- [Exercise brief]
Show, from the records below, all lines that contain the word "marta".

***

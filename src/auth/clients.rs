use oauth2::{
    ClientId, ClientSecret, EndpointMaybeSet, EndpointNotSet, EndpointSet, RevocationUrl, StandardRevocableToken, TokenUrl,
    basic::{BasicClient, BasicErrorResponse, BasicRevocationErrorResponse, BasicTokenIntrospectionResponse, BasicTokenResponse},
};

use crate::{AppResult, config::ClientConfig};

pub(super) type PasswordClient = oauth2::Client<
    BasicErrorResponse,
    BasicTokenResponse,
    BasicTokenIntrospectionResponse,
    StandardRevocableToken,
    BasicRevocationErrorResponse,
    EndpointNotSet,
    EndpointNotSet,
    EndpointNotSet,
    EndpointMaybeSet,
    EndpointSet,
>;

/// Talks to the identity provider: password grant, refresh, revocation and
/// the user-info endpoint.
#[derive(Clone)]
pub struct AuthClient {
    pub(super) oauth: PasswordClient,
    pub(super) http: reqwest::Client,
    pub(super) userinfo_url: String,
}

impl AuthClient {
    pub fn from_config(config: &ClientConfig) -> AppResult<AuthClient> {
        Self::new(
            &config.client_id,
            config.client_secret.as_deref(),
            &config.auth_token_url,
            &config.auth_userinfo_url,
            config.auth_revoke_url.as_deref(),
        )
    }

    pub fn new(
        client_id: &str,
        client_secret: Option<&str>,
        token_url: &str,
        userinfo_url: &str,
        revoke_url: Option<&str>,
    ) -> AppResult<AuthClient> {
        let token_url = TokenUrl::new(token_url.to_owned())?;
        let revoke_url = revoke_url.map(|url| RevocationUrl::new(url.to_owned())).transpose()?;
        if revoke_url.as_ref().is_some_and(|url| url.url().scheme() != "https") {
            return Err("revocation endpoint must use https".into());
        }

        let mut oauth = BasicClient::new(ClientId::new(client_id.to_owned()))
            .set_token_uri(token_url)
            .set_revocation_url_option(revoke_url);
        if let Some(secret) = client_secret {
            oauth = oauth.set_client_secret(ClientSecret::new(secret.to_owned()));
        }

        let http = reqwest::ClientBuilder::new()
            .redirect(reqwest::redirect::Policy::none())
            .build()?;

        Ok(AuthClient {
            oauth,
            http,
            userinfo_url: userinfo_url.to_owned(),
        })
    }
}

***

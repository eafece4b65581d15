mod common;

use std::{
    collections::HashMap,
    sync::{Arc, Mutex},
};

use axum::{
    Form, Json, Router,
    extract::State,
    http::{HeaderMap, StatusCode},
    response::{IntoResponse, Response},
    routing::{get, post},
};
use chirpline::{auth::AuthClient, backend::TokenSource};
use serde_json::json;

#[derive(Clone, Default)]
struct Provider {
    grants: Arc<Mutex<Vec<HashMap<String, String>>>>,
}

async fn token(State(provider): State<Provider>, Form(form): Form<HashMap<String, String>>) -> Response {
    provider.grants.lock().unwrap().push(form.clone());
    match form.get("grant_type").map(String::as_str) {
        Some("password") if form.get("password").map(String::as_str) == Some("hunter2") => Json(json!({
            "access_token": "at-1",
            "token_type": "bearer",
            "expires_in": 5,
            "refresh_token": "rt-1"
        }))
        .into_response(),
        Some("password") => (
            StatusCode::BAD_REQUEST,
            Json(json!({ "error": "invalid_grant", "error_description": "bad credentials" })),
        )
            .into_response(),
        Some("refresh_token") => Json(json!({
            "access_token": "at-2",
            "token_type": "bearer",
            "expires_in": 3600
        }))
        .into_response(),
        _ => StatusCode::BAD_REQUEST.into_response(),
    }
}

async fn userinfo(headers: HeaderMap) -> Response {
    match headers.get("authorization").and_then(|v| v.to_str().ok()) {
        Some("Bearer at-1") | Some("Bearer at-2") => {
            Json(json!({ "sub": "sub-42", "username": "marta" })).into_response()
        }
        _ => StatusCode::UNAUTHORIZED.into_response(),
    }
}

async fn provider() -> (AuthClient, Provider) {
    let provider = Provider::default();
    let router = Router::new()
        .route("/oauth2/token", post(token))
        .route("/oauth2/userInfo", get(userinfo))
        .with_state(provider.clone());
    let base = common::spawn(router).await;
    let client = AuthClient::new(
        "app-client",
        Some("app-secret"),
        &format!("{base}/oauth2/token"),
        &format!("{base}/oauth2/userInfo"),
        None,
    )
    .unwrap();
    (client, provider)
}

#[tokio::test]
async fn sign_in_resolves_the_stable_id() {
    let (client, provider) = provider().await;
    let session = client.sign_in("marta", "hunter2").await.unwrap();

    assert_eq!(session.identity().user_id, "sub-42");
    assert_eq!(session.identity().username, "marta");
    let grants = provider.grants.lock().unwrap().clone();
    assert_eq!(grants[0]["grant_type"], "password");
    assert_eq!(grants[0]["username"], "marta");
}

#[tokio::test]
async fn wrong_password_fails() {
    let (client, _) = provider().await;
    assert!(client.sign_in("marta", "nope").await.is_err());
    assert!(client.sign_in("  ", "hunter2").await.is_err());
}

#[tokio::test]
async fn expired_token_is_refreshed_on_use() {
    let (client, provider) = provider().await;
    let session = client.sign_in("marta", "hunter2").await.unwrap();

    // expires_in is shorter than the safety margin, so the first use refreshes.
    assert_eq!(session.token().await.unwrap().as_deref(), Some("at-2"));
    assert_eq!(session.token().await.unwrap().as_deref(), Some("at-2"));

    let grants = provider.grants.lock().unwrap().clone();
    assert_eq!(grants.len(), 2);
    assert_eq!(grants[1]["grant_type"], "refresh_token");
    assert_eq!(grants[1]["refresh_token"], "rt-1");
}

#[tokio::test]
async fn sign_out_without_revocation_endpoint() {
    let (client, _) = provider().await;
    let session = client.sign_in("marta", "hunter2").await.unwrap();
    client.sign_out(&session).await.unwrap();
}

***

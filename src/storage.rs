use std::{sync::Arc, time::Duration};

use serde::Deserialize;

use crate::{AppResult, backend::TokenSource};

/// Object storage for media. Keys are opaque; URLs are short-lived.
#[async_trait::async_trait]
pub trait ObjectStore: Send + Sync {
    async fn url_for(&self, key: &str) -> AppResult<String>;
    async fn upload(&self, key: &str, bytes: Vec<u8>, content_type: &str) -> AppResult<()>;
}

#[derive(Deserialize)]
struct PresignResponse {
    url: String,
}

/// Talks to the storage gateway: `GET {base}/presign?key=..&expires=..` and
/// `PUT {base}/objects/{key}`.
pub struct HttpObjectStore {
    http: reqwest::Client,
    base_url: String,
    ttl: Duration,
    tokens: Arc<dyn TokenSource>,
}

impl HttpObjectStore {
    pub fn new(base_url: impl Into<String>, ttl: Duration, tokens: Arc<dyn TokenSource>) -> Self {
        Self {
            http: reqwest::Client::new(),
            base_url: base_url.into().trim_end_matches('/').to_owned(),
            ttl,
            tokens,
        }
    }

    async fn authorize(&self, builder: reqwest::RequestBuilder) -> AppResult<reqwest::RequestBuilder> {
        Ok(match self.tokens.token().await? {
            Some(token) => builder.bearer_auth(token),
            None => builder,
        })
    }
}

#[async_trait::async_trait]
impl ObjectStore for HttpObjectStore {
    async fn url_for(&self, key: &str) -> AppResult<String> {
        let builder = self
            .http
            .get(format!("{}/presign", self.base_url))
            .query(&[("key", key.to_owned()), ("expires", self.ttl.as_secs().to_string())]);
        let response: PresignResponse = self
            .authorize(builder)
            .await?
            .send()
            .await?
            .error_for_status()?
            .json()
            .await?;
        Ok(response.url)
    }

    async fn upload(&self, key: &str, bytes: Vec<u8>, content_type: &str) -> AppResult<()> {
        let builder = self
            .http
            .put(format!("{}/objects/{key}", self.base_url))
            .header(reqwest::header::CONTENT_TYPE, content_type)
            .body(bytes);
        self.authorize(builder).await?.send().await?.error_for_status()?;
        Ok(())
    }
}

***

- [Finished task]
            Json(json!({ "sub": "sub-42", "username": "marta" })).into_response()
    let session = client.sign_in("marta", "hunter2").await.unwrap();
    assert_eq!(session.identity().username, "marta");
    assert_eq!(grants[0]["username"], "marta");
    assert!(client.sign_in("marta", "nope").await.is_err());
    let session = client.sign_in("marta", "hunter2").await.unwrap();
    let session = client.sign_in("marta", "hunter2").await.unwrap();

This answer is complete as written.